Scale Tells the Real Story
At 10 tasks, everything works. Your ad-hoc system, your text files, your manual tracking — all fine. This is the dangerous zone, because it gives you false confidence.
At 50 tasks, cracks appear. You start losing track of what's done and what isn't. Task files conflict with Trello cards. You forget which sprint a task belongs to. The first "nice to have" features become necessary.
At 400+ tasks — which is where we are now — you find out what actually holds up.
The Trello integration went from "convenient" to "can't function without." Having a single source of truth for task status, with automated card movement and custom field sync, is the difference between knowing the state of your project and guessing. We sync effort levels, stack tags, acceptance criteria, and status across both systems. When they drift, hooks catch it.
The budget tracking system went from "interesting" to "essential." When you're planning a sprint with 15 tasks and each task has a token estimate based on historical calibration data, you can actually predict whether the sprint fits in a budget. Before this, we'd routinely plan 2x more work than we could afford to run.
The calibration engine — which adjusts token and duration estimates based on actual performance — is the feature we're most proud of and the one that took the longest to get right. Early estimates were off by 5-10x. After several hundred tasks of calibration data, estimates are within 20-30% for well-categorized task types. The system gets better the more you use it, which is exactly what a learning platform should do.
The Current State
Here's where we are after twelve months.
v2.15.7. 193 CLI commands. 7,866 tests. 88% coverage. 9 skills. 5 agents. A telemetry pipeline, a calibration engine, cross-repo orchestration, license management, and a setup wizard.
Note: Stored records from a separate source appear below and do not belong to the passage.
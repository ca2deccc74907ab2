//! Reader and writer halves of a one-shot asynchronous value transfer.

use std::mem;

use crate::abi::{RETURN_CODE_CANCELLED, RETURN_CODE_COMPLETED, RETURN_CODE_DROPPED};
use crate::alloc::Pinner;
use crate::handle::Handle;
use crate::task::{self, RunOnDrop};

/// Per-payload-type operations for a future, normally produced by generated
/// bindings.
///
/// `size` and `align` describe the payload's ABI representation.  When
/// `lift` is absent the payload occupies its ABI bytes verbatim (and must be
/// plain data); when `lower` is absent the value's own bytes are pinned in
/// place for the duration of the transfer.  A `lower` implementation returns
/// a restore closure which, if the transfer does not complete, re-takes
/// ownership of any transferable sub-resources.  Since the lowered value
/// itself is consumed by the attempt, payload types carrying sub-resources
/// share their interior (for example behind an `Arc`) so that the restore
/// closure can re-bind them where the caller still sees them.
pub struct FutureVtable<T> {
    pub size: usize,
    pub align: usize,
    pub read: unsafe fn(handle: u32, buffer: *mut u8) -> u32,
    pub write: unsafe fn(handle: u32, buffer: *mut u8) -> u32,
    pub cancel_read: unsafe fn(handle: u32) -> u32,
    pub cancel_write: unsafe fn(handle: u32) -> u32,
    pub drop_readable: unsafe fn(handle: u32),
    pub drop_writable: unsafe fn(handle: u32),
    pub lift: Option<unsafe fn(source: *mut u8) -> T>,
    pub lower:
        Option<fn(pinner: &mut Pinner, value: &T, destination: *mut u8) -> Box<dyn FnOnce()>>,
}

/// The read half of a future.
pub struct FutureReader<T: 'static> {
    vtable: &'static FutureVtable<T>,
    handle: Handle,
}

impl<T> FutureReader<T> {
    pub fn new(vtable: &'static FutureVtable<T>, handle: u32) -> Self {
        Self {
            vtable,
            handle: Handle::new(handle),
        }
    }

    /// Park until the peer writes, then return the value.
    ///
    /// Reading consumes the endpoint's handle: a second read, sequential or
    /// concurrent, aborts with "nil handle".
    pub fn read(&self) -> T {
        let handle = self.handle.take();
        let vtable = self.vtable;
        let _release = RunOnDrop::new(move || unsafe { (vtable.drop_readable)(handle) });

        let mut pinner = Pinner::new();
        let buffer = pinner.allocate(vtable.size, vtable.align);

        let (code, _) =
            task::future_or_stream_wait(unsafe { (vtable.read)(handle, buffer) }, handle);

        match code {
            RETURN_CODE_COMPLETED => {
                log::trace!("future read completed on handle {handle}");
                if let Some(lift) = vtable.lift {
                    unsafe { lift(buffer) }
                } else {
                    debug_assert_eq!(vtable.size, mem::size_of::<T>());
                    unsafe { (buffer as *const T).read() }
                }
            }
            RETURN_CODE_DROPPED => panic!("future writer dropped without completing"),
            RETURN_CODE_CANCELLED => panic!("future read cancelled before completing"),
            _ => panic!("unexpected future read code: {code}"),
        }
    }

    /// Surrender the raw handle, e.g. to pass the endpoint across a call
    /// boundary.
    pub fn into_handle(self) -> u32 {
        self.handle.take()
    }
}

impl<T> Drop for FutureReader<T> {
    fn drop(&mut self) {
        if let Some(handle) = self.handle.take_or_none() {
            unsafe { (self.vtable.drop_readable)(handle) }
        }
    }
}

/// The write half of a future.
pub struct FutureWriter<T: 'static> {
    vtable: &'static FutureVtable<T>,
    handle: Handle,
}

impl<T> FutureWriter<T> {
    pub fn new(vtable: &'static FutureVtable<T>, handle: u32) -> Self {
        Self {
            vtable,
            handle: Handle::new(handle),
        }
    }

    /// Deliver `value` to the peer, parking until it is consumed.
    ///
    /// Returns `false` if the peer dropped its reader instead; in that case
    /// the restore closure produced during lowering has run, so any
    /// transferable sub-resources are back in the caller's hands.  Writing
    /// consumes the endpoint's handle: a second write, sequential or
    /// concurrent, aborts with "nil handle".
    pub fn write(&self, value: T) -> bool {
        let handle = self.handle.take();
        let vtable = self.vtable;
        let _release = RunOnDrop::new(move || unsafe { (vtable.drop_writable)(handle) });

        let mut pinner = Pinner::new();
        let mut restore = None;
        let buffer = if let Some(lower) = vtable.lower {
            let buffer = pinner.allocate(vtable.size, vtable.align);
            restore = Some(lower(&mut pinner, &value, buffer));
            buffer
        } else {
            debug_assert_eq!(vtable.size, mem::size_of::<T>());
            // The value lives in this frame until the wait resolves, so its
            // address is stable for the host's use of the buffer.
            &value as *const T as *mut u8
        };

        let (code, _) =
            task::future_or_stream_wait(unsafe { (vtable.write)(handle, buffer) }, handle);

        match code {
            RETURN_CODE_COMPLETED => {
                log::trace!("future write completed on handle {handle}");
                if vtable.lower.is_none() {
                    // The payload bytes now belong to the peer.
                    mem::forget(value);
                }
                true
            }
            RETURN_CODE_DROPPED => {
                log::trace!("future reader dropped; restoring payload of handle {handle}");
                if let Some(restore) = restore {
                    restore();
                }
                false
            }
            RETURN_CODE_CANCELLED => panic!("future write cancelled before completing"),
            _ => panic!("unexpected future write code: {code}"),
        }
    }

    /// Surrender the raw handle, e.g. to pass the endpoint across a call
    /// boundary.
    pub fn into_handle(self) -> u32 {
        self.handle.take()
    }
}

impl<T> Drop for FutureWriter<T> {
    fn drop(&mut self) {
        if let Some(handle) = self.handle.take_or_none() {
            unsafe { (self.vtable.drop_writable)(handle) }
        }
    }
}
What started as a bash script with opinions has grown into a full enforcement platform with roughly 75,000 lines of source code.
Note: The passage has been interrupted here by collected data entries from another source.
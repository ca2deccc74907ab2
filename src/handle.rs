//! Null-tagged cells for transferable resource handles.

use std::sync::atomic::{AtomicU32, Ordering::Relaxed};

/// A move-only cell holding a host resource handle, with `0` meaning absent.
///
/// Endpoints borrow the contained handle for the duration of a host call by
/// `take`ing it and `set`ting it back on the way out.  A second user entering
/// while the cell is empty fails loudly rather than double-driving the
/// endpoint; the cell is the single-consumer guard for everything built on
/// top of it.
pub struct Handle {
    value: AtomicU32,
}

impl Handle {
    /// Wrap a handle received from the host.  Aborts on the reserved `0`.
    pub fn new(value: u32) -> Self {
        assert!(value != 0, "nil handle");
        Self {
            value: AtomicU32::new(value),
        }
    }

    /// Read the current value without claiming it.
    pub fn peek(&self) -> u32 {
        self.value.load(Relaxed)
    }

    /// Claim the handle, leaving the cell empty.  Aborts if it is already
    /// empty (moved, dropped, or claimed by a concurrent operation).
    pub fn take(&self) -> u32 {
        let value = self.value.swap(0, Relaxed);
        assert!(value != 0, "nil handle");
        value
    }

    /// Claim the handle if present.
    pub fn take_or_none(&self) -> Option<u32> {
        match self.value.swap(0, Relaxed) {
            0 => None,
            value => Some(value),
        }
    }

    /// Return a previously taken handle.  Aborts on `0` or if the cell is
    /// occupied.
    pub fn set(&self, value: u32) {
        assert!(value != 0, "nil handle");
        assert!(
            self.value.compare_exchange(0, value, Relaxed, Relaxed).is_ok(),
            "handle already set"
        );
    }
}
We went from "Claude, please follow these rules" to "Claude writes code, Python blocks the wrong code from shipping." That's the trajectory of the whole project: replacing hope with mechanism.
Is it done? Not remotely. We have 41 files that still exceed our own 400-line limit. 55 modules below our 80% coverage target. A PM abstraction layer that needs building before we can support anything beyond Trello. An entire remote access architecture for enterprise that's still on the roadmap.
But the product works. We know it works because we use it every day. Every task in the current sprint was planned with PairCoder, estimated with PairCoder's calibration engine, tracked through PairCoder's Trello integration, enforced by PairCoder's gate hooks, and measured by PairCoder's telemetry pipeline. When something breaks, we feel it immediately — and we build the fix.
The Uncomfortable Truth About Dogfooding
Here's the thing nobody tells you about eating your own dog food: you will hate your product at least once a week. You'll hit a bug that blocks your own work and feel the particular frustration of being stuck on something you built. You'll discover that a feature you were proud of is actually annoying to use at scale. You'll find yourself wanting to skip your own workflow because you're in a hurry, and you'll realize that if you want to skip it, your users definitely will.
That frustration is the signal. Every moment of friction is a product improvement waiting to happen. Every workaround you invent is a feature you need to build. Every time you mutter "this is stupid" at your own tool, you've found something worth fixing.
Twelve months of dogfooding hasn't made PairCoder perfect. It's made it honest. The features that exist are the features that survived contact with real work at real scale. The enforcement that remains is the enforcement that actually matters when you're under pressure and moving fast.
We didn't build the product we imagined. We built the product we needed. Those turned out to be very different things.